Input material

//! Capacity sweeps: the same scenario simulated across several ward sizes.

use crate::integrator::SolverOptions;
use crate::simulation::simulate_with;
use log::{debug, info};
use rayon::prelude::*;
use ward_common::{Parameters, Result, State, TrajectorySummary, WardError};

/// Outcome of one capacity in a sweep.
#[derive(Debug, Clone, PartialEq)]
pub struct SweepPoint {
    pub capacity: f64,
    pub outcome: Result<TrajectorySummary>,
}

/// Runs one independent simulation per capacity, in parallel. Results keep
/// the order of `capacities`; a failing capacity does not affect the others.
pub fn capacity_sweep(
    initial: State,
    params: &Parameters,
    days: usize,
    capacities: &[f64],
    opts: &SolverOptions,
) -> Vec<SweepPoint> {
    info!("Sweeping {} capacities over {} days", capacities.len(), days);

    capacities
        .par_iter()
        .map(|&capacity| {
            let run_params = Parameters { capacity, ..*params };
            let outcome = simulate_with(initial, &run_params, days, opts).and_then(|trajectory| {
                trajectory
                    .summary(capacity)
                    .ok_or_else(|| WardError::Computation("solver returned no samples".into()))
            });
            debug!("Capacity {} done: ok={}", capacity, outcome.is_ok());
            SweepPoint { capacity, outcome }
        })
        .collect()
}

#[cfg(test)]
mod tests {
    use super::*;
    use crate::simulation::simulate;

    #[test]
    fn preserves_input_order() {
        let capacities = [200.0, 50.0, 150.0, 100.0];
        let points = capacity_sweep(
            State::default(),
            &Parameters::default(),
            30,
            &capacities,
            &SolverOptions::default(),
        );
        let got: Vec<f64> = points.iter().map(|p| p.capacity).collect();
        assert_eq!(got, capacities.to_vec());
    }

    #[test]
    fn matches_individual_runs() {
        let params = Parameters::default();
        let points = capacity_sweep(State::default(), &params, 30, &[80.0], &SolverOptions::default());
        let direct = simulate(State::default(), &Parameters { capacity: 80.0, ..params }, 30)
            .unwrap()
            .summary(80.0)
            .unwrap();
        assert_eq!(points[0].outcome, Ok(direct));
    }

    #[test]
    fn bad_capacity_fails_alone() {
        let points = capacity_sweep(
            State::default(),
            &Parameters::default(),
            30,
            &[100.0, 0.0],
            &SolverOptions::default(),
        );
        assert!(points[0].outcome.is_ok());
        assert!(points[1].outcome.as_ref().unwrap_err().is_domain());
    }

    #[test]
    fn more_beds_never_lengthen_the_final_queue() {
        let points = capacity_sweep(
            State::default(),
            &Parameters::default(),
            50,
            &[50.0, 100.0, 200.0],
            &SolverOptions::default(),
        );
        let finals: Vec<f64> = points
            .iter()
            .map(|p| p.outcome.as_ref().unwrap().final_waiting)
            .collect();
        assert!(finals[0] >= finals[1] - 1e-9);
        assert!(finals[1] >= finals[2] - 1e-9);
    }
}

Work to be completed
Show all lines in the entries above where the word "finals" appears.

Task output
        let finals: Vec<f64> = points
        assert!(finals[0] >= finals[1] - 1e-9);
        assert!(finals[1] >= finals[2] - 1e-9);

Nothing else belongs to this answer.